Next week to watch (30.09-04.10.2024)

27.09.2024 15:16|Analyst Team, Conotoxia Ltd.

Investors are increasingly overcoming fears of a possible recession in the US, as can be seen by the gains in the main S&P 500 index, which has reached new historic peaks. More important than predicting the future of the economy, however, is understanding the current situation. The rise in US unemployment from 3.4 to 4.2 per cent, although it is still below average, seems to be a worrying sign. The GDP growth rate is 3 per cent in the second quarter, compared to 1.6 per cent at the beginning of the year. Industrial production in August was unchanged from a year ago, indicating that growth is mainly driven by the services sector. Data from the latest PMI reading for manufacturing was 47 (where the cut-off value is 50), suggesting a decline in the near future, while the services sector is expected to grow, reaching a PMI reading of 55. Conotoxia’s analysts therefore remain optimistic about the future of the US economy, closely monitoring labour market and industrial data. In the coming week, US labour market data, which will be announced on Friday, will be particularly important. We also expect news on the UK economy, which is showing the first signs of a return to growth. We will also learn inflation readings for September from Germany and the euro area.

Table of contents:

  1. UK gross domestic product (GDP) by quarter (Q2).
  2. German consumer price index (CPI) monthly (September)
  3. Eurozone consumer price index (CPI) monthly (September)
  4. US unemployment rate on a monthly basis (September)

Monday, 30.09, 8:00 CET, UK gross domestic product (GDP) by quarter (Q2).

We learned from the preliminary reading that the UK economy grew by 0.9 per cent year-on-year in Q2 2024, the strongest growth since Q3 2022. The main driver of growth was the services sector, which expanded at a rate of 1.3 per cent, but industrial production fell by 0.6 per cent. Investment, household and government spending increased, while exports declined and imports rose.

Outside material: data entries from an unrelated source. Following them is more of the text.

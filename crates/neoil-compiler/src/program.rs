//! Output data model.
//!
//! A [`Program`] is built once per compilation. The emitter fills method
//! bodies, the linker assigns bases and produces the image; afterwards it
//! is only handed out by shared reference.

use std::collections::BTreeMap;

use indexmap::IndexMap;
use neoil_bytecode::{Opcode, ScriptHash};
use neoil_core::{Colors, Param, TypeRef};

/// Name of the synthesized static initializer.
pub const INITIALIZER: &str = "_initialize";

#[derive(Debug, Clone, Default)]
pub struct Program {
    pub(crate) methods: IndexMap<String, Method>,
    pub(crate) fields: IndexMap<String, Field>,
    pub(crate) events: IndexMap<String, Event>,
    pub(crate) script: Vec<u8>,
}

impl Program {
    /// Methods in layout order.
    pub fn methods(&self) -> &IndexMap<String, Method> {
        &self.methods
    }

    pub fn method(&self, name: &str) -> Option<&Method> {
        self.methods.get(name)
    }

    /// Static storage slots, keyed `Owner::name`.
    pub fn fields(&self) -> &IndexMap<String, Field> {
        &self.fields
    }

    pub fn events(&self) -> &IndexMap<String, Event> {
        &self.events
    }

    /// The linked image.
    pub fn script(&self) -> &[u8] {
        &self.script
    }

    pub fn hash(&self) -> ScriptHash {
        ScriptHash::of(&self.script)
    }

    /// Entry address of the static initializer, if one was synthesized.
    pub fn initializer(&self) -> Option<u32> {
        self.methods.get(INITIALIZER).and_then(|m| m.base)
    }

    /// Disassembly of the image with one label per method.
    pub fn dump(&self, colors: Colors) -> String {
        let labels: BTreeMap<u32, String> = self
            .methods
            .values()
            .filter_map(|m| Some((m.base?, m.name.clone())))
            .collect();
        neoil_bytecode::dump(&self.script, &labels, colors)
    }
}

#[derive(Debug, Clone)]
pub struct Method {
    pub name: String,
    pub display_name: String,
    pub is_public: bool,
    /// Declared on a contract type (as opposed to helper code).
    pub in_contract: bool,
    pub params: Vec<Param>,
    pub return_type: TypeRef,
    pub(crate) code: IndexMap<u32, Instruction>,
    pub(crate) relocations: Vec<Relocation>,
    pub(crate) base: Option<u32>,
}

impl Method {
    pub(crate) fn new(
        name: impl Into<String>,
        display_name: impl Into<String>,
        is_public: bool,
        in_contract: bool,
        params: Vec<Param>,
        return_type: TypeRef,
    ) -> Self {
        Self {
            name: name.into(),
            display_name: display_name.into(),
            is_public,
            in_contract,
            params,
            return_type,
            code: IndexMap::new(),
            relocations: Vec::new(),
            base: None,
        }
    }

    /// Instructions keyed by local address, in program order.
    pub fn code(&self) -> &IndexMap<u32, Instruction> {
        &self.code
    }

    /// Absolute entry address. Set by the global link pass.
    pub fn base(&self) -> Option<u32> {
        self.base
    }

    /// Cross-method relocations not yet consumed.
    pub fn relocations(&self) -> &[Relocation] {
        &self.relocations
    }

    /// Encoded size in bytes.
    pub fn size(&self) -> u32 {
        self.code.values().map(Instruction::size).sum()
    }

    pub fn is_exported(&self) -> bool {
        self.in_contract && self.is_public
    }
}

#[derive(Debug, Clone, PartialEq, Eq)]
pub struct Instruction {
    pub opcode: Opcode,
    pub operand: Vec<u8>,
}

impl Instruction {
    pub fn new(opcode: Opcode, operand: Vec<u8>) -> Self {
        Self { opcode, operand }
    }

    pub fn size(&self) -> u32 {
        1 + self.operand.len() as u32
    }

    pub(crate) fn encode_into(&self, out: &mut Vec<u8>) {
        out.push(self.opcode as u8);
        out.extend_from_slice(&self.operand);
    }
}

/// Pending operand patch.
///
/// The placeholder is the trailing `width` bytes of the operand of the
/// instruction at local address `at`.
#[derive(Debug, Clone, PartialEq, Eq)]
pub struct Relocation {
    pub at: u32,
    pub width: u8,
    pub target: RelocTarget,
}

#[derive(Debug, Clone, PartialEq, Eq)]
pub enum RelocTarget {
    /// Source offset inside the same method.
    Local(u32),
    /// Entry of another method, by internal name.
    Method(String),
}

impl std::fmt::Display for RelocTarget {
    fn fmt(&self, f: &mut std::fmt::Formatter<'_>) -> std::fmt::Result {
        match self {
            Self::Local(offset) => write!(f, "IL_{offset:04x}"),
            Self::Method(name) => f.write_str(name),
        }
    }
}

#[derive(Debug, Clone, PartialEq, Eq)]
pub struct Field {
    pub name: String,
    pub slot: u8,
}

#[derive(Debug, Clone, PartialEq, Eq)]
pub struct Event {
    pub name: String,
    pub display_name: String,
    pub params: Vec<Param>,
}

This situation exacerbates the trade deficit and could weaken sterling.

Analysts' consensus is for GDP growth to be confirmed at 0.9 per cent year-on-year.

UK GDP graph

Source: Tradingeconomics.com

A higher-than-expected reading could be bullish for GBP, while a lower-than-expected reading could act bearishly on GBP.

Impact: EUR/GBP, GBP/USD, GBP/PLN

Monday, 30.09, 14:00 CET, German consumer price index (CPI) monthly (September)

Annual inflation in Germany stood at 1.9 per cent in August 2024, down from 2.3 per cent in July. This was the lowest inflation since March 2021, helped by a faster decline in energy prices. Food prices rose for the fifth consecutive month.

Analysts' consensus forecasts that Germany's CPI disinflation will continue to advance to 1.5 per cent.

chart of the German CPI

Source: Tradingeconomics.com

A higher-than-expected reading could be bullish for the EUR, while a lower-than-expected reading could act bearishly on the EUR.

Impact: EUR/USD, EUR/PLN

Tuesday, 1.10, 11:00 CET, Eurozone consumer price index (CPI) monthly (September)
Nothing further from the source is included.